» **Exercise directions**:
Your answer should be only the lines below from the one with "pub fn source_unavailable(message: impl" to the one with "inference failure error.", repeated exactly, ends included.

» **Dataset records**:
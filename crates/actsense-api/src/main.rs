//! Axum API server binary.

use std::net::SocketAddr;

use anyhow::Context;
use tracing::{info, warn};
use tracing_subscriber::{fmt, prelude::*, EnvFilter};

use actsense_api::{create_router, metrics, ApiConfig, AppState};
use actsense_media::{ActivityAnalyzer, AnalyzerConfig};

#[tokio::main]
async fn main() -> anyhow::Result<()> {
    // Load environment variables
    dotenvy::dotenv().ok();

    // Initialize tracing with colored output for dev, JSON for production
    let use_json = std::env::var("LOG_FORMAT")
        .map(|v| v.to_lowercase() == "json")
        .unwrap_or(false);

    let env_filter = EnvFilter::from_default_env().add_directive("actsense=info".parse()?);

    if use_json {
        tracing_subscriber::registry()
            .with(fmt::layer().json())
            .with(env_filter)
            .init();
    } else {
        tracing_subscriber::registry()
            .with(
                fmt::layer()
                    .with_ansi(true)
                    .with_target(true)
                    .with_thread_ids(false)
                    .with_file(false)
                    .with_line_number(false),
            )
            .with(env_filter)
            .init();
    }

    info!("Starting actsense-api");

    // Load configuration
    let config = ApiConfig::from_env();
    info!("API config: host={}, port={}", config.host, config.port);

    let analyzer_config = AnalyzerConfig::from_env();
    let analyzer = tokio::task::spawn_blocking(move || ActivityAnalyzer::from_config(&analyzer_config))
        .await
        .context("Analyzer initialization panicked")?
        .context("Failed to initialize analyzer")?;
    info!(
        method = %analyzer.method(),
        labels = ?analyzer.status().labels,
        "Analyzer ready"
    );

    // Initialize metrics
    let metrics_handle = if config.metrics_enabled {
        match metrics::init_metrics() {
            Ok(handle) => {
                info!("Prometheus metrics enabled at /metrics");
                Some(handle)
            }
            Err(e) => {
                warn!("Failed to install Prometheus recorder: {}", e);
                None
            }
        }
    } else {
        None
    };

    let state = AppState::new(config.clone(), analyzer);
    let app = create_router(state, metrics_handle);

    // Bind and serve
    let addr: SocketAddr = format!("{}:{}", config.host, config.port)
        .parse()
        .context("Invalid bind address")?;

    info!("Listening on {}", addr);

    let listener = tokio::net::TcpListener::bind(addr)
        .await
        .with_context(|| format!("Failed to bind {addr}"))?;
    axum::serve(listener, app)
        .with_graceful_shutdown(shutdown_signal())
        .await
        .context("Server error")?;

    info!("Server shutdown complete");
    Ok(())
}

async fn shutdown_signal() {
    if let Err(e) = tokio::signal::ctrl_c().await {
        warn!("Failed to install CTRL+C handler: {}", e);
        std::future::pending::<()>().await;
    }
    info!("Received shutdown signal");
}
//! Inference backends for the per-frame activity model.
//!
//! The classifier only sees the [`InferenceBackend`] capability: a batch
//! tensor in, one raw score per label out. [`OrtInferenceBackend`] provides
//! it through ONNX Runtime with automatic execution provider selection:
//! - CUDA on Linux with NVIDIA GPU (when `cuda` feature enabled)
//! - CoreML on macOS
//! - CPU fallback on all platforms

use std::path::{Path, PathBuf};
use std::sync::Mutex;

use ndarray::Array4;
use ort::execution_providers::ExecutionProviderDispatch;
use ort::session::builder::GraphOptimizationLevel;
use ort::session::Session;
use ort::value::{Tensor, Value};
use tracing::{debug, info};

use crate::error::{AnalysisError, AnalysisResult};

/// Frozen per-frame classifier.
#[cfg_attr(test, mockall::automock)]
pub trait InferenceBackend: Send + Sync {
    /// Run the model on a preprocessed batch of one; returns raw logits.
    fn infer(&self, input: &Array4<f32>) -> AnalysisResult<Vec<f32>>;
}

/// ONNX Runtime backed classifier.
pub struct OrtInferenceBackend {
    session: Mutex<Session>,
    output_name: String,
    model_path: PathBuf,
}

impl OrtInferenceBackend {
    /// Load an ONNX model. A missing or unloadable model is `ModelUnavailable`.
    pub fn load(model_path: impl AsRef<Path>) -> AnalysisResult<Self> {
        let model_path = model_path.as_ref();
        if !model_path.exists() {
            return Err(AnalysisError::model_unavailable(format!(
                "Model file not found: {}",
                model_path.display()
            )));
        }

        let session = create_session(model_path)?;
        let output_name = session
            .outputs
            .first()
            .map(|o| o.name.clone())
            .ok_or_else(|| AnalysisError::model_unavailable("Model declares no outputs"))?;

        info!(
            model_path = %model_path.display(),
            output = %output_name,
            "Activity model loaded"
        );

        Ok(Self {
            session: Mutex::new(session),
            output_name,
            model_path: model_path.to_path_buf(),
        })
    }

    pub fn model_path(&self) -> &Path {
        &self.model_path
    }
}

impl InferenceBackend for OrtInferenceBackend {
    fn infer(&self, input: &Array4<f32>) -> AnalysisResult<Vec<f32>> {
        let shape: Vec<usize> = input.shape().to_vec();
        let data: Vec<f32> = input.iter().copied().collect();
        let value: Value = Tensor::from_array((shape, data.into_boxed_slice()))
            .map(Value::from)
            .map_err(|e| AnalysisError::inference_failed(format!("Failed to create tensor: {e}")))?;

        let mut session = self
            .session
            .lock()
            .map_err(|_| AnalysisError::internal("Session lock poisoned"))?;

        let outputs = session
            .run(ort::inputs![value])
            .map_err(|e| AnalysisError::inference_failed(format!("ONNX inference failed: {e}")))?;

        let output = outputs.get(self.output_name.as_str()).ok_or_else(|| {
            AnalysisError::inference_failed(format!("Missing {} tensor", self.output_name))
        })?;

        let (_, scores) = output
            .try_extract_tensor::<f32>()
            .map_err(|e| AnalysisError::inference_failed(format!("Failed to extract tensor: {e}")))?;

        Ok(scores.to_vec())
    }
}

/// Accelerated execution providers available to this build, in preference
/// order. The CPU provider is always tried last and is not listed.
fn accelerated_providers() -> Vec<(&'static str, ExecutionProviderDispatch)> {
    #[allow(unused_mut)]
    let mut providers = Vec::new();

    #[cfg(all(target_os = "linux", feature = "cuda"))]
    providers.push((
        "cuda",
        ort::execution_providers::CUDAExecutionProvider::default().build(),
    ));

    #[cfg(target_os = "macos")]
    providers.push((
        "coreml",
        ort::execution_providers::CoreMLExecutionProvider::default().build(),
    ));

    providers
}

fn create_session(model_path: &Path) -> AnalysisResult<Session> {
    let model_bytes = std::fs::read(model_path)?;

    let builder = Session::builder()
        .and_then(|b| b.with_optimization_level(GraphOptimizationLevel::Level3))
        .map_err(|e| AnalysisError::model_unavailable(format!("Failed to configure ONNX session: {e}")))?;

    for (provider, dispatch) in accelerated_providers() {
        let attempt = builder
            .clone()
            .with_execution_providers([dispatch])
            .and_then(|b| b.commit_from_memory(&model_bytes));
        match attempt {
            Ok(session) => {
                info!(provider, "Execution provider selected");
                return Ok(session);
            }
            Err(e) => debug!(provider, error = %e, "Execution provider unavailable"),
        }
    }

    let session = builder
        .commit_from_memory(&model_bytes)
        .map_err(|e| AnalysisError::model_unavailable(format!("Failed to load ONNX model: {e}")))?;
    info!(provider = "cpu", "Execution provider selected");
    Ok(session)
}

#[cfg(test)]
mod tests {
    use super::*;

    #[test]
    fn test_missing_model_is_unavailable() {
        let err = OrtInferenceBackend::load("/nonexistent/model.onnx").err().unwrap();
        assert!(matches!(err, AnalysisError::ModelUnavailable(_)));
    }

    #[test]
    fn test_corrupt_model_is_unavailable() {
        let dir = tempfile::tempdir().unwrap();
        let path = dir.path().join("model.onnx");
        std::fs::write(&path, b"not an onnx graph").unwrap();

        let err = OrtInferenceBackend::load(&path).err().unwrap();
        assert!(matches!(err, AnalysisError::ModelUnavailable(_)));
    }

    #[test]
    fn test_accelerated_providers_follow_build() {
        let names: Vec<&str> = accelerated_providers().into_iter().map(|(n, _)| n).collect();

        assert_eq!(
            names.contains(&"cuda"),
            cfg!(all(target_os = "linux", feature = "cuda"))
        );
        assert_eq!(names.contains(&"coreml"), cfg!(target_os = "macos"));
        assert!(!names.contains(&"cpu"));
    }
}
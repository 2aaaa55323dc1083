//! Analysis metrics.
//!
//! Recorded through the `metrics` facade; the host process decides whether a
//! recorder is installed.

use metrics::{counter, histogram};

/// Metric names as constants for consistency.
pub mod names {
    pub const ANALYSES_TOTAL: &str = "actsense_analyses_total";
    pub const ANALYSIS_DURATION_SECONDS: &str = "actsense_analysis_duration_seconds";
    pub const FRAMES_ADMITTED_TOTAL: &str = "actsense_frames_admitted_total";
    pub const MODEL_FRAMES_SKIPPED_TOTAL: &str = "actsense_model_frames_skipped_total";
    pub const DETECTED_ACTIVITY_TOTAL: &str = "actsense_detected_activity_total";
}

/// Record a finished analysis.
pub fn record_analysis(method: &str, outcome: &str, duration_secs: f64) {
    let labels = [
        ("method", method.to_string()),
        ("outcome", outcome.to_string()),
    ];
    counter!(names::ANALYSES_TOTAL, &labels).increment(1);
    histogram!(names::ANALYSIS_DURATION_SECONDS, &labels).record(duration_secs);
}

/// Record frames admitted by the sampler for one analysis.
pub fn record_frames_admitted(method: &str, count: usize) {
    let labels = [("method", method.to_string())];
    counter!(names::FRAMES_ADMITTED_TOTAL, &labels).increment(count as u64);
}

/// Record a frame the model path had to skip.
pub fn record_model_frame_skipped(reason: &str) {
    let labels = [("reason", reason.to_string())];
    counter!(names::MODEL_FRAMES_SKIPPED_TOTAL, &labels).increment(1);
}

/// Record the label an analysis settled on.
pub fn record_detected_activity(method: &str, activity: &str) {
    let labels = [
        ("method", method.to_string()),
        ("activity", activity.to_string()),
    ];
    counter!(names::DETECTED_ACTIVITY_TOTAL, &labels).increment(1);
}
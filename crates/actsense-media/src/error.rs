//! Error types for activity analysis.

use thiserror::Error;

use actsense_models::DistributionError;

/// Result type for analysis operations.
pub type AnalysisResult<T> = Result<T, AnalysisError>;

/// Errors that can occur while analyzing a clip.
#[derive(Debug, Error)]
pub enum AnalysisError {
    #[error("Video source unavailable: {0}")]
    SourceUnavailable(String),

    #[error("Insufficient samples: {admitted} frame(s) admitted, at least 2 required")]
    InsufficientSamples { admitted: usize },

    #[error("Model unavailable: {0}")]
    ModelUnavailable(String),

    #[error("Invalid configuration: {0}")]
    InvalidConfig(String),

    #[error("No frames processed: {failed} of {attempted} frame(s) failed")]
    NoFramesProcessed { attempted: usize, failed: usize },

    #[error("Inference failed: {0}")]
    InferenceFailed(String),

    #[error("Invalid distribution: {0}")]
    Distribution(#[from] DistributionError),

    #[error("IO error: {0}")]
    Io(#[from] std::io::Error),

    #[error("JSON parse error: {0}")]
    JsonParse(#[from] serde_json::Error),

    #[error("Internal error: {0}")]
    Internal(String),
}

impl AnalysisError {
    /// Create a source-unavailable error.
    pub fn source_unavailable(message: impl Into<String>) -> Self {
        Self::SourceUnavailable(message.into())
    }

    /// Create a model-unavailable error.
    pub fn model_unavailable(message: impl Into<String>) -> Self {
        Self::ModelUnavailable(message.into())
    }

    /// Create an invalid-config error.
    pub fn invalid_config(message: impl Into<String>) -> Self {
        Self::InvalidConfig(message.into())
    }

    /// Create an inference failure error.
    pub fn inference_failed(message: impl Into<String>) -> Self {
        Self::InferenceFailed(message.into())
    }

    /// Create an internal error.
    pub fn internal(message: impl Into<String>) -> Self {
        Self::Internal(message.into())
    }

    /// Stable diagnostic tag for callers.
    pub fn code(&self) -> &'static str {
        match self {
            Self::SourceUnavailable(_) => "source_unavailable",
            Self::InsufficientSamples { .. } => "insufficient_samples",
            Self::ModelUnavailable(_) => "model_unavailable",
            Self::InvalidConfig(_) => "invalid_config",
            Self::NoFramesProcessed { .. } => "no_frames_processed",
            Self::InferenceFailed(_) => "inference_failed",
            Self::Distribution(_) => "invalid_distribution",
            Self::Io(_) => "io_error",
            Self::JsonParse(_) => "json_parse_error",
            Self::Internal(_) => "internal_error",
        }
    }

    /// Whether the failure is caused by the submitted clip rather than the service.
    pub fn is_input_error(&self) -> bool {
        matches!(
            self,
            Self::SourceUnavailable(_) | Self::InsufficientSamples { .. }
        )
    }
}
//! Frame preprocessing for the activity model.
//!
//! Resize → center crop → channel reorder → optional [0, 1] scaling →
//! per-channel `(x - mean) / std`. This is the contract the model was
//! trained against, so it must stay bit-for-bit reproducible.

use image::imageops::{self, FilterType};
use ndarray::Array4;
use serde::{Deserialize, Serialize};

use crate::error::{AnalysisError, AnalysisResult};
use crate::source::Frame;

/// Channel order the model expects.
#[derive(Debug, Clone, Copy, Default, PartialEq, Eq, Serialize, Deserialize)]
#[serde(rename_all = "lowercase")]
pub enum ColorOrder {
    #[default]
    Rgb,
    Bgr,
}

/// Memory layout of the output tensor.
#[derive(Debug, Clone, Copy, Default, PartialEq, Eq, Serialize, Deserialize)]
#[serde(rename_all = "lowercase")]
pub enum TensorLayout {
    /// `[1, 3, H, W]`
    #[default]
    Nchw,
    /// `[1, H, W, 3]`
    Nhwc,
}

fn default_scale() -> bool {
    true
}

/// Preprocessing parameters shipped next to the model.
#[derive(Debug, Clone, Copy, PartialEq, Serialize, Deserialize)]
pub struct PreprocessConfig {
    #[serde(alias = "resize_size")]
    pub resize: u32,
    #[serde(alias = "crop_size")]
    pub crop: u32,
    /// Per-channel means, in the model's channel order.
    pub mean: [f32; 3],
    /// Per-channel standard deviations, in the model's channel order.
    pub std: [f32; 3],
    /// Divide pixel values by 255 before normalizing.
    #[serde(default = "default_scale")]
    pub scale: bool,
    #[serde(default)]
    pub color_order: ColorOrder,
    #[serde(default)]
    pub layout: TensorLayout,
}

impl Default for PreprocessConfig {
    /// ImageNet statistics at 256 → 224.
    fn default() -> Self {
        Self {
            resize: 256,
            crop: 224,
            mean: [0.485, 0.456, 0.406],
            std: [0.229, 0.224, 0.225],
            scale: true,
            color_order: ColorOrder::Rgb,
            layout: TensorLayout::Nchw,
        }
    }
}

impl PreprocessConfig {
    pub fn validate(&self) -> AnalysisResult<()> {
        if self.resize == 0 || self.crop == 0 {
            return Err(AnalysisError::invalid_config(format!(
                "resize ({}) and crop ({}) must be positive",
                self.resize, self.crop
            )));
        }
        if self.crop > self.resize {
            return Err(AnalysisError::invalid_config(format!(
                "crop size {} exceeds resize size {}",
                self.crop, self.resize
            )));
        }
        for (i, (m, s)) in self.mean.iter().zip(self.std.iter()).enumerate() {
            if !m.is_finite() || !s.is_finite() || *s <= 0.0 {
                return Err(AnalysisError::invalid_config(format!(
                    "channel {i}: mean {m} / std {s} invalid"
                )));
            }
        }
        Ok(())
    }

    /// Offset of the center crop on each axis.
    pub fn crop_offset(&self) -> u32 {
        (self.resize - self.crop) / 2
    }

    /// Shape of the produced tensor.
    pub fn output_shape(&self) -> [usize; 4] {
        let c = self.crop as usize;
        match self.layout {
            TensorLayout::Nchw => [1, 3, c, c],
            TensorLayout::Nhwc => [1, c, c, 3],
        }
    }
}

/// Validated preprocessor.
#[derive(Debug, Clone)]
pub struct FramePreprocessor {
    config: PreprocessConfig,
}

impl FramePreprocessor {
    pub fn new(config: PreprocessConfig) -> AnalysisResult<Self> {
        config.validate()?;
        Ok(Self { config })
    }

    pub fn config(&self) -> &PreprocessConfig {
        &self.config
    }

    /// Turn one frame into a normalized batch of one.
    pub fn process(&self, frame: &Frame) -> AnalysisResult<Array4<f32>> {
        let cfg = &self.config;
        if frame.width() == 0 || frame.height() == 0 {
            return Err(AnalysisError::inference_failed("Empty frame"));
        }

        let resized = if frame.dimensions() == (cfg.resize, cfg.resize) {
            frame.clone()
        } else {
            imageops::resize(frame, cfg.resize, cfg.resize, FilterType::Triangle)
        };
        let offset = cfg.crop_offset();
        let cropped = imageops::crop_imm(&resized, offset, offset, cfg.crop, cfg.crop).to_image();

        let mut tensor = Array4::<f32>::zeros(cfg.output_shape());
        for (x, y, pixel) in cropped.enumerate_pixels() {
            let (x, y) = (x as usize, y as usize);
            for c in 0..3 {
                let src = match cfg.color_order {
                    ColorOrder::Rgb => c,
                    ColorOrder::Bgr => 2 - c,
                };
                let mut v = f32::from(pixel[src]);
                if cfg.scale {
                    v /= 255.0;
                }
                let v = (v - cfg.mean[c]) / cfg.std[c];
                match cfg.layout {
                    TensorLayout::Nchw => tensor[[0, c, y, x]] = v,
                    TensorLayout::Nhwc => tensor[[0, y, x, c]] = v,
                }
            }
        }
        Ok(tensor)
    }
}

» **Result for this task**:
    pub fn source_unavailable(message: impl Into<String>) -> Self {
        Self::SourceUnavailable(message.into())
    }

    /// Create a model-unavailable error.
    pub fn model_unavailable(message: impl Into<String>) -> Self {
        Self::ModelUnavailable(message.into())
    }

    /// Create an invalid-config error.
    pub fn invalid_config(message: impl Into<String>) -> Self {
        Self::InvalidConfig(message.into())
    }

    /// Create an inference failure error.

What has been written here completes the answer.